Dałem ciała puszczając to na x86? A jeśli tak to ia64? 

tuniek

----------

## soban_

http://en.gentoo-wiki.com/wiki/Safe_Cflags/Intel chyba masz racje.

----------

## lsdudi

 *tuniek wrote:*   

> 
> 
> Cześć.
> 
> Dałem ciała puszczając to na x86? A jeśli tak to ia64? 
> ...

 

zależy do czego ma być maszyna :]

jak serwer www to może być 32 a nawet jest to wskazane ;]

ale już baza danych na 32 bitach to średni pomysł.

----------

## soban_

Raczej mi sie zdaje ze chodzi tutaj o wybor wersji 64-bitowej czy ia64, albo amd64 - ja stawiam na to drugie (jesli sie myle to prosze mnie poprawic). http://pl.wikipedia.org/wiki/IA-64

 *Quote:*   

> Model programowy IA-64 jest wykorzystywany przez procesory Itanium oraz Itanium 2.

 

Kiedys tez sie na to nacialem i wypalilem ze 4 plytki ia64 - po czym dopiero sie zorientowalem ze poprawna wersja pod Core 2 Duo to amd64 (plyty z ia64 - nawet nie dawaly sie zbootowac poprawnie) - tak samo jak na 32-biotwym procesorze nie da sie amd64 odpalic.

IA-64 = Itanium, a nie intela 64-bitowa  :Razz: .

----------

## tuniek

Do czego ma być ta maszyna ?  :Smile:  Do obliczania poprawek pętlowych i całek w cząstkach elementarnych  :Smile: 

Jak to mówią myślenie nie boli, rutynowo wrzuciłem x86 i od dwóch dni zastanawiam się czemu mi procesy zwisaja jak zjedzą więcej niż 3GB z 32 dostępnych. Olśniło mnie, że chyba 32 bitowy system wsadziłem. Dzięki ... wielkie

----------

## SlashBeast

ia64 na tym nie zbootujesz. Amd64 bym na Twoim miejscu postawil, przy takiej ilosci ramu zdecydowanie to dobry pomysl.

@lsdudi: W ktorym miejscu na serwer www jest 32bity wskazane? Skad w ogole takie informacje masz?

----------

## tuniek

Dzięki, dzięki ... dawno nie kukałem to mnie nazwa zmyliła - tak to jest jak sie w pośpiechu robi :>  :Smile:   Już wrzucam amd64 ...

----------

## lsdudi

 *SlashBeast wrote:*   

> ia64 na tym nie zbootujesz. Amd64 bym na Twoim miejscu postawil, przy takiej ilosci ramu zdecydowanie to dobry pomysl.
> 
> @lsdudi: W ktorym miejscu na serwer www jest 32bity wskazane? Skad w ogole takie informacje masz?

 

Bo więcej tam procesów upchasz. Proces  w 32 bitach zajmie mniej niż na 64. A taki serwer www raczej zbyt  dużo proca nie zeżre.

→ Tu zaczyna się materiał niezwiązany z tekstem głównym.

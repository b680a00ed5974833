use anyhow::{Context, Result};
use config::{Config, Environment, File, Map};
use serde::Deserialize;
use std::time::Duration;

#[derive(Debug, Deserialize, Clone, Default)]
pub struct AppCfg {
    #[serde(default)]
    pub http: HttpCfg,
    #[serde(default)]
    pub scryfall: ScryfallCfg,
    #[serde(default)]
    pub charts: ChartsCfg,
    #[serde(default)]
    pub server: ServerCfg,
}

#[derive(Debug, Deserialize, Clone)]
pub struct HttpCfg {
    #[serde(default = "default_ua")]
    pub user_agent: String,
    #[serde(with = "humantime_serde", default = "default_timeout")]
    pub timeout: Duration,
    #[serde(with = "humantime_serde", default = "default_pool_idle")]
    pub pool_idle_timeout: Duration,
    #[serde(with = "humantime_serde", default = "default_keep_alive")]
    pub tcp_keep_alive: Duration,
    #[serde(default = "default_pool")]
    pub pool_max_idle_per_host: usize,
}

impl Default for HttpCfg {
    fn default() -> Self {
        Self {
            user_agent: default_ua(),
            timeout: default_timeout(),
            pool_idle_timeout: default_pool_idle(),
            tcp_keep_alive: default_keep_alive(),
            pool_max_idle_per_host: default_pool(),
        }
    }
}
fn default_ua() -> String {
    "deckstat/0.1".into()
}
fn default_timeout() -> Duration {
    Duration::from_secs(10)
}
fn default_pool_idle() -> Duration {
    Duration::from_secs(90)
}
fn default_keep_alive() -> Duration {
    Duration::from_secs(60)
}
fn default_pool() -> usize {
    4
}

#[derive(Debug, Deserialize, Clone)]
pub struct ScryfallCfg {
    #[serde(default = "default_scryfall_url")]
    pub base_url: String,
    /// Minimum spacing between two consecutive card lookups.
    #[serde(with = "humantime_serde", default = "default_rate_limit_delay")]
    pub rate_limit_delay: Duration,
}

impl Default for ScryfallCfg {
    fn default() -> Self {
        Self {
            base_url: default_scryfall_url(),
            rate_limit_delay: default_rate_limit_delay(),
        }
    }
}
fn default_scryfall_url() -> String {
    "https://api.scryfall.com".to_string()
}
fn default_rate_limit_delay() -> Duration {
    Duration::from_millis(100)
}

/// Image format of the base64 charts in an analysis.
#[derive(Debug, Deserialize, Clone, Copy, Default, PartialEq, Eq)]
#[serde(rename_all = "lowercase")]
pub enum ChartFormat {
    #[default]
    Png,
    Svg,
}

#[derive(Debug, Deserialize, Clone, Default)]
pub struct ChartsCfg {
    #[serde(default)]
    pub format: ChartFormat,
}

#[derive(Debug, Deserialize, Clone)]
pub struct ServerCfg {
    #[serde(default = "default_bind_addr")]
    pub bind_addr: String,
    #[serde(default = "default_cors_origins")]
    pub cors_origins: Vec<String>,
    #[serde(default = "default_max_upload")]
    pub max_upload_bytes: usize,
}

impl Default for ServerCfg {
    fn default() -> Self {
        Self {
            bind_addr: default_bind_addr(),
            cors_origins: default_cors_origins(),
            max_upload_bytes: default_max_upload(),
        }
    }
}
fn default_bind_addr() -> String {
    "0.0.0.0:8000".to_string()
}
fn default_cors_origins() -> Vec<String> {
    vec!["*".to_string()]
}
fn default_max_upload() -> usize {
    1024 * 1024
}

const ENV_PREFIX: &str = "DECKSTAT";

impl AppCfg {
    /// Layers the (optional) config file under `DECKSTAT_`-prefixed environment
    /// overrides, with `__` between nesting levels (`DECKSTAT_SCRYFALL__BASE_URL`).
    ///
    /// The config crate lowercases every key, so field names stay snake_case.
    pub fn load(path: &str) -> Result<Self> {
        Self::load_with_env(path, None)
    }

    /// Same as [`AppCfg::load`], reading overrides from `env` instead of the
    /// process environment when given.
    pub fn load_with_env(path: &str, env: Option<Map<String, String>>) -> Result<Self> {
        let cfg = Config::builder()
            .add_source(File::with_name(path).required(false))
            .add_source(
                Environment::with_prefix(ENV_PREFIX)
                    .prefix_separator("_")
                    .separator("__")
                    .source(env),
            )
            .build()
            .context("building config")?;

        let app: AppCfg = cfg.try_deserialize().context("deserializing config")?;
        app.validate()?;
        Ok(app)
    }

    pub fn validate(&self) -> Result<()> {
        anyhow::ensure!(
            !self.scryfall.base_url.is_empty(),
            "scryfall.base_url missing"
        );
        anyhow::ensure!(
            !self.scryfall.rate_limit_delay.is_zero(),
            "scryfall.rate_limit_delay must be > 0"
        );
        anyhow::ensure!(!self.server.bind_addr.is_empty(), "server.bind_addr missing");
        anyhow::ensure!(
            self.server.max_upload_bytes > 0,
            "server.max_upload_bytes must be > 0"
        );
        Ok(())
    }
}

#[cfg(test)]
mod tests {
    use super::*;
    use std::fs;

    #[test]
    fn test_defaults_are_valid() {
        let cfg = AppCfg::default();
        assert!(cfg.validate().is_ok());
        assert_eq!(cfg.http.timeout, Duration::from_secs(10));
        assert_eq!(cfg.scryfall.rate_limit_delay, Duration::from_millis(100));
        assert_eq!(cfg.scryfall.base_url, "https://api.scryfall.com");
        assert_eq!(cfg.server.cors_origins, vec!["*".to_string()]);
        assert_eq!(cfg.charts.format, ChartFormat::Png);
    }

    #[test]
    fn test_chart_format_from_env() {
        let cfg = AppCfg::load_with_env(
            "does-not-exist-deckstat",
            env(&[("DECKSTAT_CHARTS__FORMAT", "svg")]),
        )
        .unwrap();
        assert_eq!(cfg.charts.format, ChartFormat::Svg);
    }

    #[test]
    fn test_load_missing_file_falls_back_to_defaults() {
        let cfg = AppCfg::load("does-not-exist-deckstat").unwrap();
        assert_eq!(cfg.server.bind_addr, "0.0.0.0:8000");
        assert_eq!(cfg.http.user_agent, "deckstat/0.1");
    }

    #[test]
    fn test_load_yaml_file() {
        let path = std::env::temp_dir().join(format!("deckstat-cfg-{}.yml", std::process::id()));
        fs::write(
            &path,
            "scryfall:\n  base_url: http://localhost:9999\n  rate_limit_delay: 250ms\nhttp:\n  timeout: 3s\n  user_agent: deck-test\nserver:\n  bind_addr: 127.0.0.1:9000\n  cors_origins:\n    - http://localhost:5173\n",
        )
        .unwrap();

        let cfg = AppCfg::load(path.to_str().unwrap()).unwrap();
        fs::remove_file(&path).ok();

        assert_eq!(cfg.scryfall.base_url, "http://localhost:9999");
        assert_eq!(cfg.scryfall.rate_limit_delay, Duration::from_millis(250));
        assert_eq!(cfg.http.timeout, Duration::from_secs(3));
        assert_eq!(cfg.http.user_agent, "deck-test");
        assert_eq!(cfg.server.bind_addr, "127.0.0.1:9000");
        assert_eq!(cfg.server.cors_origins, vec!["http://localhost:5173".to_string()]);
        // untouched keys keep their defaults
        assert_eq!(cfg.server.max_upload_bytes, 1024 * 1024);
        assert_eq!(cfg.http.pool_max_idle_per_host, 4);
    }

    fn env(vars: &[(&str, &str)]) -> Option<Map<String, String>> {
        Some(
            vars.iter()
                .map(|(k, v)| (k.to_string(), v.to_string()))
                .collect(),
        )
    }

    #[test]
    fn test_env_overrides_nested_keys() {
        let cfg = AppCfg::load_with_env(
            "does-not-exist-deckstat",
            env(&[
                ("DECKSTAT_SCRYFALL__BASE_URL", "http://scryfall.test:1"),
                ("DECKSTAT_SCRYFALL__RATE_LIMIT_DELAY", "250ms"),
                ("DECKSTAT_SERVER__MAX_UPLOAD_BYTES", "2048"),
            ]),
        )
        .unwrap();

        assert_eq!(cfg.scryfall.base_url, "http://scryfall.test:1");
        assert_eq!(cfg.scryfall.rate_limit_delay, Duration::from_millis(250));
        assert_eq!(cfg.server.max_upload_bytes, 2048);
    }

    #[test]
    fn test_env_override_beats_file() {
        let path = std::env::temp_dir().join(format!("deckstat-env-{}.yml", std::process::id()));
        fs::write(&path, "scryfall:\n  base_url: http://from-file\n").unwrap();

        let cfg = AppCfg::load_with_env(
            path.to_str().unwrap(),
            env(&[("DECKSTAT_SCRYFALL__BASE_URL", "http://from-env")]),
        )
        .unwrap();
        fs::remove_file(&path).ok();

        assert_eq!(cfg.scryfall.base_url, "http://from-env");
    }

    #[test]
    fn test_unprefixed_env_is_ignored() {
        let cfg = AppCfg::load_with_env(
            "does-not-exist-deckstat",
            env(&[
                ("HTTP", "1"),
                ("SERVER", "prod"),
                ("SCRYFALL__BASE_URL", "http://ignored"),
            ]),
        )
        .unwrap();

        assert_eq!(cfg.scryfall.base_url, "https://api.scryfall.com");
        assert_eq!(cfg.server.bind_addr, "0.0.0.0:8000");
    }

    #[test]
    fn test_validate_rejects_zero_delay() {
        let mut cfg = AppCfg::default();
        cfg.scryfall.rate_limit_delay = Duration::ZERO;
        let err = cfg.validate().unwrap_err();
        assert!(err.to_string().contains("rate_limit_delay"));
    }

    #[test]
    fn test_validate_rejects_empty_base_url() {
        let mut cfg = AppCfg::default();
        cfg.scryfall.base_url.clear();
        assert!(cfg.validate().is_err());
    }
}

Grono kiedyś pisalo że powrót maszyn aplikacyjnych z 64bit do 32 bit (django) zwolniło ok 40% pamięci. 

Dzieki PAE nawet 64 GiB Ramu obsłużysz ale wadą jest obsługa ~3.6 GB per proces oraz ograniczony zakres 2.7 GiB shared memory, jeśli ci to nie przeszkadza oraz nie robisz obliczeń wykorzystujących 64bitowe rejestry to 64bity to dla ciebie pic na wodę i strata kasy.

----------

## SlashBeast

 *lsdudi wrote:*   

>  *SlashBeast wrote:*   ia64 na tym nie zbootujesz. Amd64 bym na Twoim miejscu postawil, przy takiej ilosci ramu zdecydowanie to dobry pomysl.
> 
> @lsdudi: W ktorym miejscu na serwer www jest 32bity wskazane? Skad w ogole takie informacje masz? 
> 
> Bo więcej tam procesów upchasz. Proces  w 32 bitach zajmie mniej niż na 64. A taki serwer www raczej zbyt  dużo proca nie zeżre.
> ...

 

Ile Ty w takim razie procesow serwera www chcial bys upchac by roznica w uzyciu pamieci miedzy 32 a 64bit miala znaczenie!? Nie sugeruj sie gronem, aplikacje w django nie sa specjalnie efektywne wzgledem uzycia pamieci, python generalnie tutaj za fajny nie jest. Jeszcze z taka iloscia ram... martwic sie o to, ze procesy serwera beda za duzo pamieci jesc... 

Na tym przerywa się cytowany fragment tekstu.